§ **TASK REQUIREMENTS**
From the line containing "use parley_types::event::SessionEvent;" down to the line containing "let message = message.clone();" in the records below, reproduce every line exactly, ends included, and omit all others.

━━━ PROVIDED DATA ━━━

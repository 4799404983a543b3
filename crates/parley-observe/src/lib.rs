//! Observability for Parley: tracing subscriber setup and optional
//! OpenTelemetry export.

pub mod tracing_setup;
//! CLI command definitions for the `parley` binary.
//!
//! Uses clap derive macros for argument parsing.

pub mod chat;
pub mod chats;
pub mod wipe;

use clap::{Parser, Subcommand};

use parley_types::chat::ChatId;

/// Chat with local models, one conversation per chat.
#[derive(Parser)]
#[command(name = "parley", version, about, long_about = None)]
#[command(propagate_version = true)]
pub struct Cli {
    /// Output machine-readable JSON instead of styled text.
    #[arg(long, global = true)]
    pub json: bool,

    /// Suppress all output except errors.
    #[arg(long, global = true)]
    pub quiet: bool,

    /// Detailed output (-v for verbose, -vv for debug/trace).
    #[arg(short, long, action = clap::ArgAction::Count, global = true)]
    pub verbose: u8,

    /// Export tracing spans through OpenTelemetry (stdout exporter).
    #[arg(long, global = true)]
    pub otel: bool,

    #[command(subcommand)]
    pub command: Commands,
}

#[derive(Subcommand)]
pub enum Commands {
    /// Start an interactive chat session.
    Chat {
        /// Open this chat instead of the most recent one.
        #[arg(long)]
        chat: Option<ChatId>,

        /// Switch the opened chat to this model (only while it is empty).
        #[arg(long, short)]
        model: Option<String>,
    },

    /// List all chats.
    #[command(alias = "ls")]
    Chats,

    /// Delete every chat and message, leaving one fresh chat.
    Wipe {
        /// Skip confirmation prompt.
        #[arg(long)]
        force: bool,
    },
}
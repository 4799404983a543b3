//! Per-chat stream aggregation.
//!
//! [`transition`] is the pure half: it folds one `StreamEvent` into the
//! in-memory state and says what must be persisted. [`StreamAggregator`]
//! is the effectful half: it performs that persistence and publishes events.
//!
//! Every store write carries the full accumulated content, so a failed
//! append is repaired by the next successful append or by the finalize.

use std::sync::Arc;

use parley_types::chat::{ChatId, Message, MessageRole, NewMessage};
use parley_types::error::SessionError;
use parley_types::event::SessionEvent;
use parley_types::llm::StreamEvent;

use crate::session::{Session, SessionState};
use crate::store::ChatStore;

/// Outcome of folding one event into the state.
#[derive(Debug, Clone, PartialEq)]
pub enum Transition {
    /// First fragment: an assistant message with `content` must be created.
    Start { chat_id: ChatId, content: String },

    /// `fragment` was appended; `message` is the updated in-flight copy.
    Append { message: Message, fragment: String },

    /// The stream closed; `message` carries its final content and context.
    Finalize { message: Message },

    /// A completion arrived with nothing in flight. Any buffered text that
    /// never reached the store is returned in `discarded`.
    Inconsistent {
        chat_id: ChatId,
        discarded: Option<String>,
    },
}

/// Apply `event` for `chat_id` to `state`.
///
/// A `Start` leaves the in-flight map untouched; the driver registers the
/// message once the store has assigned it an id.
pub fn transition(state: &mut SessionState, chat_id: ChatId, event: StreamEvent) -> Transition {
    match event {
        StreamEvent::Partial(fragment) => match state.in_flight_mut(chat_id) {
            Some(message) => {
                message.content.push_str(&fragment);
                let message = message.clone();
                state.mirror_visible(&message);
                Transition::Append { message, fragment }
            }
            None => {
                let mut content = state.take_unsaved(chat_id).unwrap_or_default();
                content.push_str(&fragment);
                Transition::Start { chat_id, content }
            }
        },
        StreamEvent::Complete(context) => match state.finish_stream(chat_id) {
            Some(mut message) => {
                message.context = context;
                state.mirror_visible(&message);
                Transition::Finalize { message }
            }
            None => Transition::Inconsistent {
                chat_id,
                discarded: state.take_unsaved(chat_id),
            },
        },
    }
}

/// Drives [`transition`] against a store and a session.
pub struct StreamAggregator<S> {
    store: Arc<S>,
    session: Arc<Session>,
}

impl<S> Clone for StreamAggregator<S> {
    fn clone(&self) -> Self {
        Self {
            store: Arc::clone(&self.store),
            session: Arc::clone(&self.session),
        }
    }
}

impl<S: ChatStore> StreamAggregator<S> {
    pub fn new(store: Arc<S>, session: Arc<Session>) -> Self {
        Self { store, session }
    }

    /// Fold one stream event for `chat_id` into state and store.
    ///
    /// Never fails: store errors are reported on the session and the
    /// in-memory content is kept.
    pub async fn apply(&self, chat_id: ChatId, event: StreamEvent) {
        let step = self.session.update(|state| transition(state, chat_id, event));

        match step {
            Transition::Start { chat_id, content } => self.start(chat_id, content).await,
            Transition::Append { message, fragment } => self.append(message, fragment).await,
            Transition::Finalize { message } => self.finalize(message).await,
            Transition::Inconsistent { chat_id, discarded } => {
                if let Some(text) = discarded {
                    tracing::warn!(
                        chat_id = %chat_id,
                        bytes = text.len(),
                        "dropping stream text that was never persisted"
                    );
                }
                self.session
                    .report(SessionError::StreamInconsistency { chat_id });
            }
        }
    }

    /// Drop whatever is in flight for `chat_id`. Content already written to
    /// the store stays as it is.
    pub fn abandon(&self, chat_id: ChatId) {
        let dropped = self.session.update(|state| state.abandon_stream(chat_id));
        tracing::debug!(chat_id = %chat_id, dropped, "stream abandoned");
        self.session.publish(SessionEvent::StreamAbandoned { chat_id });
    }

    async fn start(&self, chat_id: ChatId, content: String) {
        let new = NewMessage::now(chat_id, MessageRole::Assistant, content.clone());
        match self.store.create_message(&new).await {
            Ok(message) => {
                let message_id = message.id;
                let visible = self.session.update(|state| {
                    let visible = state.is_active(chat_id);
                    state.begin_stream(message);
                    visible
                });
                tracing::debug!(chat_id = %chat_id, message_id = %message_id, "stream started");
                self.session
                    .publish(SessionEvent::StreamStarted { chat_id, message_id });
                self.session.publish(SessionEvent::StreamFragment {
                    chat_id,
                    message_id,
                    text: content,
                });
                if visible {
                    self.session.publish(SessionEvent::MessagesChanged { chat_id });
                }
            }
            Err(err) => {
                self.session
                    .update(|state| state.stash_unsaved(chat_id, content));
                self.session.report(err);
            }
        }
    }

    async fn append(&self, message: Message, fragment: String) {
        let chat_id = message.chat_id;
        self.session.publish(SessionEvent::StreamFragment {
            chat_id,
            message_id: message.id,
            text: fragment,
        });

        if let Err(err) = self.store.update_message(&message).await {
            self.session.report(err);
            return;
        }

        if self.session.read(|state| state.is_active(chat_id)) {
            if let Err(err) = self.session.sync_messages(self.store.as_ref(), chat_id).await {
                self.session.report(err);
            }
        }
    }

    async fn finalize(&self, message: Message) {
        let chat_id = message.chat_id;
        let message_id = message.id;
        match self.store.update_message(&message).await {
            Ok(()) => {
                tracing::debug!(
                    chat_id = %chat_id,
                    message_id = %message_id,
                    has_context = message.context.is_some(),
                    "stream finalized"
                );
            }
            Err(err) => self.session.report(err),
        }
        self.session
            .publish(SessionEvent::StreamFinalized { chat_id, message_id });
    }
}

━━━

§ **SOLUTION**
use parley_types::event::SessionEvent;
use parley_types::llm::StreamEvent;

use crate::session::{Session, SessionState};
use crate::store::ChatStore;

/// Outcome of folding one event into the state.
#[derive(Debug, Clone, PartialEq)]
pub enum Transition {
    /// First fragment: an assistant message with `content` must be created.
    Start { chat_id: ChatId, content: String },

    /// `fragment` was appended; `message` is the updated in-flight copy.
    Append { message: Message, fragment: String },

    /// The stream closed; `message` carries its final content and context.
    Finalize { message: Message },

    /// A completion arrived with nothing in flight. Any buffered text that
    /// never reached the store is returned in `discarded`.
    Inconsistent {
        chat_id: ChatId,
        discarded: Option<String>,
    },
}

/// Apply `event` for `chat_id` to `state`.
///
/// A `Start` leaves the in-flight map untouched; the driver registers the
/// message once the store has assigned it an id.
pub fn transition(state: &mut SessionState, chat_id: ChatId, event: StreamEvent) -> Transition {
    match event {
        StreamEvent::Partial(fragment) => match state.in_flight_mut(chat_id) {
            Some(message) => {
                message.content.push_str(&fragment);
                let message = message.clone();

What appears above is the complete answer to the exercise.